THE SECRETS—Michal Shtamler (Michelle) and
Ania Bukstein (Naomi) put their heads together
in The Secrets, directed by Avi Nesher at right



{Photos courtesy of Israel Film Festival}
nesher

L.A. BEAT

The Secrets of the Israel Film Festival

By Cynthia Citron

HOLLYWOOD, California- The 23rd annual Israel Film Festival got underwayon Thursday, June 12th, when invited guests, including a large contingent of Israeli filmmakers, filled the Cinerama Dome at the ArcLight in Hollywood to view the U.S. premiere of director Avi Nesher’s religious drama, The Secrets.

Like Barbra Streisand’s Yentl, The Secrets deals with a young girl, Naomi (Ania Bokstein), who dreams of becoming a rabbi.  Daughter of an ultra-orthodox rabbi, Naomi is engaged to her father’s star pupil, an arrogant and unpleasant young man whom she obviously doesn’t love.  Seeking time, and relief from the recent death of her mother, Naomi retreats to Safed, a town dedicated to art and to religious study (the Kabbalah originated there), high in the hills of Israel.  Enrolled in a girls’ midrasha, she makes friends with a rebellious student, Michelle (Michal Shtamler), and together they explore both the religious life and the revolutionary new aspirations of women within the restrictive confines of Judaism.

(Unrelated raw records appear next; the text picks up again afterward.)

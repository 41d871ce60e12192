use std::borrow::Cow;

use http::header::{CONTENT_TYPE, HeaderMap, HeaderValue};
use http::{Method, Request};
use serde::Deserialize;
use url::form_urlencoded;

// https://datatracker.ietf.org/doc/html/rfc7523#section-2.2
pub const CLIENT_ASSERTION_TYPE_JWT_BEARER: &str =
    "urn:ietf:params:oauth:client-assertion-type:jwt-bearer";

pub const DEFAULT_GRANT_TYPE: &str = "client_credentials";
pub const DEFAULT_SCOPE: &str = "idv.read";
pub const DEFAULT_RESOURCE: &str = "https://api.tomopayment.com/v1/idv";

pub const FORM_URLENCODED: &str = "application/x-www-form-urlencoded";

/// Overrides for the token request parameters. Unset fields use the defaults
/// above.
#[derive(Debug, Clone, Default, PartialEq, Eq, Deserialize, bon::Builder)]
pub struct BodyOptions<'a> {
    #[builder(into)]
    pub grant_type: Option<Cow<'a, str>>,
    #[builder(into)]
    pub scope: Option<Cow<'a, str>>,
    // https://datatracker.ietf.org/doc/html/rfc8707
    #[builder(into)]
    pub resource: Option<Cow<'a, str>>,
    #[builder(into)]
    pub client_assertion_type: Option<Cow<'a, str>>,
}

/// Headers and form body for a POST to the token endpoint.
#[derive(Debug, Clone)]
pub struct TokenRequest {
    pub headers: HeaderMap,
    pub body: String,
}

impl TokenRequest {
    /// Token request with every parameter at its default.
    pub fn new(client_assertion: &str) -> Self {
        build_token_request(client_assertion, &BodyOptions::default())
    }

    /// Attach the body and headers to a POST for `uri`.
    pub fn into_http_request(self, uri: &str) -> http::Result<Request<Vec<u8>>> {
        let mut request = Request::builder()
            .uri(uri)
            .method(Method::POST)
            .body(self.body.into_bytes())?;
        *request.headers_mut() = self.headers;
        Ok(request)
    }
}

/// Form-encode the token request for `client_assertion`.
///
/// Parameters are always written in the order `grant_type`, `scope`,
/// `resource`, `client_assertion_type`, `client_assertion`. The assertion is
/// not inspected.
#[cfg_attr(feature = "tracing", tracing::instrument(level = "debug", skip_all))]
pub fn build_token_request(client_assertion: &str, options: &BodyOptions<'_>) -> TokenRequest {
    let body = form_urlencoded::Serializer::new(String::new())
        .append_pair(
            "grant_type",
            options.grant_type.as_deref().unwrap_or(DEFAULT_GRANT_TYPE),
        )
        .append_pair("scope", options.scope.as_deref().unwrap_or(DEFAULT_SCOPE))
        .append_pair(
            "resource",
            options.resource.as_deref().unwrap_or(DEFAULT_RESOURCE),
        )
        .append_pair(
            "client_assertion_type",
            options
                .client_assertion_type
                .as_deref()
                .unwrap_or(CLIENT_ASSERTION_TYPE_JWT_BEARER),
        )
        .append_pair("client_assertion", client_assertion)
        .finish();

    let mut headers = HeaderMap::with_capacity(1);
    headers.insert(CONTENT_TYPE, HeaderValue::from_static(FORM_URLENCODED));
    TokenRequest { headers, body }
}
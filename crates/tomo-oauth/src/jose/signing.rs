use serde::Serialize;

use super::JwsHeader;
use crate::codec;
use crate::error::Result;
use crate::jwk::ClientKey;

/// Produce a compact JWS: `base64url(header).base64url(claims).base64url(sig)`.
///
/// The signature is the raw `R || S` pair each component zero padded to the
/// field width, not an ASN.1 DER structure.
pub fn create_signed_jwt<C: Serialize>(
    key: &ClientKey,
    header: &JwsHeader,
    claims: &C,
) -> Result<String> {
    let header = codec::encode(serde_json::to_vec(header)?);
    let payload = codec::encode(serde_json::to_vec(claims)?);
    let signing_input = format!("{header}.{payload}");
    let signature = key.sign(signing_input.as_bytes())?;
    Ok(format!("{signing_input}.{}", codec::encode(signature)))
}
//! base64url (RFC 4648 §5) as used by every JOSE segment.
//!
//! Encoding never pads. Decoding is lenient about padding: the input is mapped
//! back onto the standard alphabet and padded out to a multiple of four before
//! decoding, so both `SGVsbG8` and `SGVsbG8=` decode to `Hello`.

use base64::Engine;
use base64::alphabet;
use base64::engine::general_purpose::{GeneralPurpose, GeneralPurposeConfig, URL_SAFE_NO_PAD};
use miette::Diagnostic;

// Only alphabet and length errors are fatal; stray low bits in the last
// symbol are ignored.
const STANDARD_LENIENT: GeneralPurpose = GeneralPurpose::new(
    &alphabet::STANDARD,
    GeneralPurposeConfig::new().with_decode_allow_trailing_bits(true),
);

/// Error type for base64url decoding failures
#[derive(Debug, thiserror::Error, Diagnostic)]
#[error("invalid base64url encoding: {0}")]
pub struct DecodeError(#[from] base64::DecodeError);

/// Encode bytes as base64url without padding.
#[must_use]
pub fn encode(bytes: impl AsRef<[u8]>) -> String {
    URL_SAFE_NO_PAD.encode(bytes)
}

/// Decode a base64url string, with or without trailing `=` padding.
///
/// # Errors
/// Returns `DecodeError` on characters outside the alphabet or when the
/// input length cannot correspond to any byte sequence.
pub fn decode(encoded: &str) -> Result<Vec<u8>, DecodeError> {
    let mut standard: String = encoded
        .chars()
        .map(|c| match c {
            '-' => '+',
            '_' => '/',
            c => c,
        })
        .collect();
    while standard.len() % 4 != 0 {
        standard.push('=');
    }
    Ok(STANDARD_LENIENT.decode(standard)?)
}


#[cfg(test)]
mod proptests {
    use super::*;
    use proptest::prelude::*;

    proptest! {
        #[test]
        fn roundtrip_encode_decode(bytes: Vec<u8>) {
            let encoded = encode(&bytes);
            let decoded = decode(&encoded).unwrap();
            prop_assert_eq!(decoded, bytes);
        }

        #[test]
        fn encoded_output_is_url_safe(bytes: Vec<u8>) {
            let encoded = encode(&bytes);
            prop_assert!(!encoded.contains(['+', '/', '=']));
        }

        #[test]
        fn reencoding_is_stable(bytes: Vec<u8>) {
            let encoded = encode(&bytes);
            prop_assert_eq!(encode(decode(&encoded).unwrap()), encoded);
        }
    }
}
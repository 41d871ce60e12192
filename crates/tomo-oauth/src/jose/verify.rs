//! Parsing and ES256 verification of compact JWS strings.
//!
//! Intended for self-checking an assertion before it is sent, or for tests.
//! Only the signature is checked; expiry and audience are left to the caller.

use jose_jwa::{Algorithm, Signing};
use p256::ecdsa::{Signature, VerifyingKey};
use serde::de::DeserializeOwned;
use signature::Verifier;
use smol_str::{SmolStr, format_smolstr};

use super::JwsHeader;
use crate::codec;
use crate::error::{Error, Result};

/// Decoded segments of a compact JWS.
#[derive(Debug, Clone)]
pub struct DecodedJwt<C> {
    pub header: JwsHeader,
    pub claims: C,
    pub signature: Vec<u8>,
}

struct Segments<'t> {
    signing_input: &'t str,
    header: &'t str,
    payload: &'t str,
    signature: &'t str,
}

fn split(token: &str) -> Result<Segments<'_>> {
    let mut parts = token.split('.');
    let (Some(header), Some(payload), Some(signature), None) =
        (parts.next(), parts.next(), parts.next(), parts.next())
    else {
        return Err(Error::MalformedToken(SmolStr::new_static(
            "JWT must have exactly 3 parts separated by dots",
        )));
    };
    Ok(Segments {
        signing_input: &token[..header.len() + 1 + payload.len()],
        header,
        payload,
        signature,
    })
}

fn decode_segments<C: DeserializeOwned>(segments: &Segments<'_>) -> Result<DecodedJwt<C>> {
    let header: JwsHeader = serde_json::from_slice(&codec::decode(segments.header)?)?;
    let claims: C = serde_json::from_slice(&codec::decode(segments.payload)?)?;
    let signature = codec::decode(segments.signature)?;
    Ok(DecodedJwt {
        header,
        claims,
        signature,
    })
}

/// Decode header, claims and signature without checking the signature.
pub fn decode_unverified<C: DeserializeOwned>(token: &str) -> Result<DecodedJwt<C>> {
    decode_segments(&split(token)?)
}

/// Decode `token` and verify its ES256 signature against `key`.
pub fn verify_es256<C: DeserializeOwned>(
    token: &str,
    key: &VerifyingKey,
) -> Result<DecodedJwt<C>> {
    let segments = split(token)?;
    let parsed = decode_segments::<C>(&segments)?;
    if parsed.header.alg != Algorithm::Signing(Signing::Es256) {
        return Err(Error::UnsupportedAlgorithm {
            alg: format_smolstr!("{:?}", parsed.header.alg),
        });
    }
    let signature = Signature::from_slice(&parsed.signature)
        .map_err(|e| Error::MalformedToken(format_smolstr!("invalid ES256 signature: {e}")))?;
    key.verify(segments.signing_input.as_bytes(), &signature)
        .map_err(|_| Error::InvalidSignature)?;
    Ok(parsed)
}

#[cfg(test)]
mod tests {
    use super::*;
    use crate::jose::{ClientAssertionClaims, create_signed_jwt};
    use crate::jwk::ClientKey;
    use crate::jwk::tests::{encoded_private_jwk, random_secret};

    fn signed() -> (ClientKey, String) {
        let key = ClientKey::from_encoded_jwk(&encoded_private_jwk(random_secret())).unwrap();
        let claims = ClientAssertionClaims::new("C", "aud", 100, "jti").unwrap();
        let jwt = create_signed_jwt(&key, &JwsHeader::es256(), &claims).unwrap();
        (key, jwt)
    }

    #[test]
    fn verifies_with_matching_key() {
        let (key, jwt) = signed();
        let verified: DecodedJwt<ClientAssertionClaims> =
            verify_es256(&jwt, &key.verifying_key()).unwrap();
        assert_eq!(verified.claims.iss, "C");
        assert_eq!(verified.header, JwsHeader::es256());
    }

    #[test]
    fn rejects_other_key() {
        let (_, jwt) = signed();
        let (other, _) = signed();
        let err = verify_es256::<ClientAssertionClaims>(&jwt, &other.verifying_key()).unwrap_err();
        assert!(matches!(err, Error::InvalidSignature));
    }

    #[test]
    fn rejects_tampered_payload() {
        let (key, jwt) = signed();
        let mut parts: Vec<String> = jwt.split('.').map(str::to_owned).collect();
        let forged = ClientAssertionClaims::new("Mallory", "aud", 100, "jti").unwrap();
        parts[1] = codec::encode(serde_json::to_vec(&forged).unwrap());
        let err = verify_es256::<ClientAssertionClaims>(&parts.join("."), &key.verifying_key())
            .unwrap_err();
        assert!(matches!(err, Error::InvalidSignature));
    }

    #[test]
    fn rejects_wrong_segment_count() {
        let err = decode_unverified::<serde_json::Value>("not.a.valid.jwt").unwrap_err();
        assert!(matches!(err, Error::MalformedToken(_)));
        let err = decode_unverified::<serde_json::Value>("a.b").unwrap_err();
        assert!(matches!(err, Error::MalformedToken(_)));
    }
}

Living just across the cobble-stoned alleyway is a beautiful French woman, Anouk (Fanny Ardant), who has come to Safed to seek redemption after having served 15 years in prison for murdering her lover.  As a charitable project, the head of the midrasha assigns Naomi and Michelle to supply her with groceries and look after her, because she is dying painfully of cancer and heart disease.  Caught up in Anouk’s story and her quest for redemption, the two girls gradually get drawn into helping her with that as well.  While Naomi researches the forbidden Kabbalah texts to find rituals to lead the troubled Anouk to redemption, Michelle, who speaks French, serves as translator.  Ironically, the rituals Naomi comes up with often resemble those of a Catholic exorcism of demons.

While The Secrets is obviously not a film for atheists, the presentation of the ultra-Orthodox way of life and the continual praying to an ever-present God is handled with sensitivity and respect.  In a discussion after the film, director Nesher said, “I would hate to see this way of life destroyed,” and noted that in making the film “we were careful not to be condescending.”  He also noted that the film had received no criticism from rabbis or others in the Orthodox community.

“There is a revolution in women’s rights in Israel,” Nesher said. Women should be anything they want to be,” he added, “and this film is to honor them. This film is about empowerment.”

Said Ania Bokstein, who had come to Hollywood for the American premiere of her film, “It’s all about the power of strong women.”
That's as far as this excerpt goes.